Once again it was time for the Lorne-Araps combo, although this one had a few more twists and turns than usual. The most obvious, which became apparent to me during the drive down, was news of the tremendous fires which that day ravaged much of Victoria. I knew it was going to be a hot drive, which concerned me as I had protein crystals to drop off to the Australian synchrotron at Monash Uni (east of Melbourne) en route to Lorne. But i had the car serviced earlier in the week and both car and air-conditioner held up well as i approached Holbrook where I planned to spend the night. Pretty amazing sunset, and still 46 C when I stepped out of the car at 8 pm! Typically, the pub had some commercial rubbish on the box, and it wasn't until the next morning that I realized that there had been a disaster unfolding the previous day and through the night. It now seems that over 200 people perished in the firestorms - Australia's worst peacetime disaster. According to the report there were about 8 houses lost in Horsham too. My assumption at the time was that climbing might well and truly be off the agenda - and a great shame if fires once again ravaged Araps, which struggles at the best of times.
Driving south through Victoria the following day was quite surreal. For several hours my vision was restricted to about 100 m due to the thick ash particulate in the air. Arrived at the Synchrotron smelling like a BBQ. Dropped off the samples, picked up Rob, and headed down to Lorne which cooled down immediately. 45 C one day, 19 C the next - what a swing in temperature! It remained cool for the duration of the conference, and I only managed a few swims. With the conference over I picked Anita up from the airport and we headed west destination Arapiles. Cruised into to camp - thankfully untorched - to find it reasonably busy. Inexplicably the prime campsite in the Gums was vacant, so we quickly moved in - a shame we would only be there for three nights, as I had to return to Melbourne for data collection at the Synchrotron and Anita had a Cerebral Palsy conference to attend back in Sydney. Now Araps can be a bit stifling at this time of year, but we were lucky enough to get three lovely days of climbing in, with the temperature barely scraping above 30, and conditions such that we could basically climb for most of the day in the sun - a rarity at this time of year. On the third day we concluded by climbing Skink (18), probably my favorite climb at Araps, and one that i haven't done for a few years now.

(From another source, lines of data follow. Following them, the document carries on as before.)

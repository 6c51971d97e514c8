//! Typed commands accepted by [`crate::LibrarySystem`].
//!
//! Produced outside the core (the CLI parser, tests). All indices are
//! zero-based; range checks happen when the command is handled.

use crate::grid::SeatCoord;

/// One operator request.
#[derive(Debug, Clone, PartialEq, Eq)]
pub enum Command {
    /// Log in as `"Admin"` or a single letter.
    Login {
        /// Name as typed
        name: String,
    },

    /// End the current session.
    Logout,

    /// Show one floor on one day.
    View {
        /// Floor index
        floor: usize,
        /// Day index
        day: usize,
    },

    /// Reserve a seat.
    Reserve {
        /// Seat to reserve
        coord: SeatCoord,
        /// Letter to reserve for; required for the administrator
        target: Option<char>,
    },

    /// Cancel the reservation on a seat.
    Cancel {
        /// Seat to cancel
        coord: SeatCoord,
    },

    /// List every reservation (administrator).
    ListAll,

    /// Empty the whole grid and restore default layouts (administrator).
    Clear,

    /// Cancel every reservation on one day, all floors (administrator).
    CancelDay {
        /// Day index
        day: usize,
    },

    /// Cancel every reservation on one floor, all days (administrator).
    CancelFloor {
        /// Floor index
        floor: usize,
    },

    /// Change a floor's active rectangle (administrator).
    ResizeFloor {
        /// Floor index
        floor: usize,
        /// New row count
        rows: usize,
        /// New column count
        cols: usize,
    },

    /// Save and stop.
    Quit,
}

impl Command {
    /// True for commands that change the grid when they succeed.
    ///
    /// Session changes and reads are not persisted.
    pub fn is_mutating(&self) -> bool {
        matches!(
            self,
            Self::Reserve { .. }
                | Self::Cancel { .. }
                | Self::Clear
                | Self::CancelDay { .. }
                | Self::CancelFloor { .. }
                | Self::ResizeFloor { .. }
        )
    }
}
//! Storage error types.
//!
//! Defines errors that can occur during storage operations:
//! - `Io`: the backing file or device failed
//! - `Snapshot`: the stored image exists but does not decode

use thiserror::Error;

use crate::snapshot::SnapshotError;

/// Errors that can occur during storage operations
#[derive(Error, Debug, Clone, PartialEq, Eq)]
pub enum StorageError {
    /// I/O error (file system, permissions, injected fault)
    #[error("I/O error: {0}")]
    Io(String),

    /// Stored snapshot is corrupt or of an unknown format
    #[error("corrupt snapshot: {0}")]
    Snapshot(#[from] SnapshotError),
}

impl From<std::io::Error> for StorageError {
    fn from(err: std::io::Error) -> Self {
        StorageError::Io(err.to_string())
    }
}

As Sunday afternoon drew to a close we packed it up and drove back to Melbourne. The following day Anita headed for the airport whilst I attended the synchrotron where I was trained in the use of a particular piece of equipment, which I proceeded to use to prepare samples till 3 am - a long day. The following morning I cleaned up my stuff at the synchrotron, then visited another lab at CSIRO in Parkville (just north of Melbourne) before starting the road trip back to Sydney. Stayed in Gundagai overnight then proceeded on to Canberra the next morning where I took in the Darwin exhibition at the Australian National Museum - well worth a look if you are passing by. In the afternoon I drove back to Sydney, where I am still trying to recover somewhat from what was an adventurous 1 and 1/2 weeks.
Driving the Hume
Lorne - a great conference venue
defending my poster
Prime Araps real estate
Anita starting the 3rd pitch (of 7) of Syrinx (10)
We started a little late on this one, and topped out just as the sun was about to disappear
High on "Strife on the gravy train" (14)
On the first pitch of "Deathwatch Beetle"...a grade 13 pitch full of grade 18 moves!
Anita slabbing up the first pitch of the mega classic Skink (18)
A 3-D aproach is emplyed high on the 2nd pitch in the comfort of the chimney before traversing out onto the face
Anita at the grade 18 crux....
....and at the semi-hanging belay at the end of the second pitch
Leaving the belayer lashed to a sea of rock on the fine 3rd pitch (17).